Another star of the post-expertise how-to landscape is Jordan Reid, a petite lifestyle blogger who was recently given a show on the Meredith Corporation’s YouTube channel DIGS, in which she goes antiquing to pick out gems for her new Westchester home. “I would never call myself an expert,” she told The Observer. “The most important thing you do is show people how you screw up. It’s saying if I can do this, you can do this.” Her website, created after an aborted partnership with Julia Allison’s blogging network NonSociety and an earlier go at an acting career, is called Ramshackle Glam.

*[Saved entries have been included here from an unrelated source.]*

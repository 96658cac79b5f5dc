//! Benchmarks for feature parsing and classification.

use criterion::{black_box, criterion_group, criterion_main, BenchmarkId, Criterion};
use oncopredict::compute::{
    ArtifactClassifier, Classifier, DecisionFunction, ModelArtifact, Scaler, StubClassifier,
};
use oncopredict::features::parse_features;
use oncopredict::FEATURE_COUNT;

fn sample_csv() -> String {
    (0..FEATURE_COUNT)
        .map(|i| format!("{:.4}", 0.5 + i as f64 * 1.37))
        .collect::<Vec<_>>()
        .join(", ")
}

fn logistic() -> DecisionFunction {
    DecisionFunction::LogisticRegression {
        coefficients: (0..FEATURE_COUNT).map(|i| (i as f64 - 15.0) / 10.0).collect(),
        intercept: -0.3,
        threshold: 0.5,
    }
}

fn create_classifiers() -> Vec<(&'static str, Box<dyn Classifier>)> {
    let standard = Scaler::Standard {
        mean: vec![10.0; FEATURE_COUNT],
        scale: vec![4.0; FEATURE_COUNT],
    };
    vec![
        ("stub", Box::new(StubClassifier::new("bench")) as Box<dyn Classifier>),
        (
            "logistic",
            Box::new(ArtifactClassifier::new(ModelArtifact::new(logistic()))),
        ),
        (
            "logistic_scaled",
            Box::new(ArtifactClassifier::new(
                ModelArtifact::new(logistic()).with_scaler(standard),
            )),
        ),
        (
            "linear_svm",
            Box::new(ArtifactClassifier::new(ModelArtifact::new(
                DecisionFunction::LinearSvm {
                    coefficients: vec![0.01; FEATURE_COUNT],
                    intercept: -1.0,
                },
            ))),
        ),
    ]
}

fn bench_parse(c: &mut Criterion) {
    let raw = sample_csv();
    c.bench_function("parse_features", |b| {
        b.iter(|| parse_features(black_box(&raw)))
    });
}

fn bench_classify(c: &mut Criterion) {
    let features = parse_features(&sample_csv()).unwrap();
    let mut group = c.benchmark_group("classify");

    for (name, classifier) in create_classifiers() {
        group.bench_with_input(BenchmarkId::from_parameter(name), &features, |b, features| {
            b.iter(|| classifier.classify(black_box(features)))
        });
    }
    group.finish();
}

criterion_group!(benches, bench_parse, bench_classify);
criterion_main!(benches);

Ms. Reid’s apartment on the Upper East Side suits her project: far from aspirational, her digs are merely just-above-average enough to grant her the leeway to bestow advice. There’s a hubby-appropriate bookcase of comic books, decoupaged with images of superheroes, wallpaper depicting grim black trees, and a pair of small white dogs who seem to have found a diversion under a sofa. “Oh, thank you for dragging me a huge fluffball out from under the couch!” she tells one, scoffing at herself. “Home décor expert! I am barely holding this apartment together.” She’s been much busier since the birth of her infant, a few months ago—though she has it together enough to offer us a Mason jar of water.
“I write about Mason jars a lot,” she told us. “It’s embarrassing. They’re easy to do a lot with.”
Ms. Reid’s site makes overt that which Ms. Morin’s keeps as subtext—that housekeeping is a skill perhaps unmasterable by anyone who hopes to maintain a real life. Ms. Morin presents workarounds that answer questions no one asked (painting scissors with nail polish, for instance, to brighten the workspace), while Ms. Reid confronts the existential chasm that opens when one contemplates the home. Her pictures of inedible quiche fails would never make the pages of Bon Appétit, but failure is all part of the process.
Ms. Reid’s site has seen traffic bumps, she said, tied to major life events—including the announcement of her pregnancy and the birth of her son. A recent post acknowledged the mommy-blogging corner into which she’d painted her site—and the mommy track she’d chosen for herself. “Like many others I know of my generation, I was raised by parents who encouraged me to think that I had all the choices in the world, and all the time in the world to make them,” she wrote. (Her Harvard degree in cognitive neuroscience and decision to pursue acting, then lifestyle blogging, bear this out.)
Needless to say, reality intervened, and the resulting anxiety may help explain Martha’s sudden lack of relevance. Ms. Stewart’s approach presumes a settled manse, a cabinet full of supplies and a house in which one feels a sense of pride. “I love Martha,” said Ms. Kerr, the Hairpin’s Clean Person, noting, however, that “in many ways her approach is kind of a relic of a past time, when people really strove for perfection and to outdo one another. Martha’s whole thing is that she’s so much better than everyone else.”
More than making a new jump rope or decoupaging an end table, the questions that my roommates and I urgently sought to solve were the basic ones. They had criticized me for leaving my bed unmade and my door flung open every day—my room was an unsightly maelstrom of linens. After speaking to Ms. Kerr, my linens are now freshly laundered and tucked in nicely. As for the bigger challenges, we hired a cleaning lady. Our apartment looks perfect.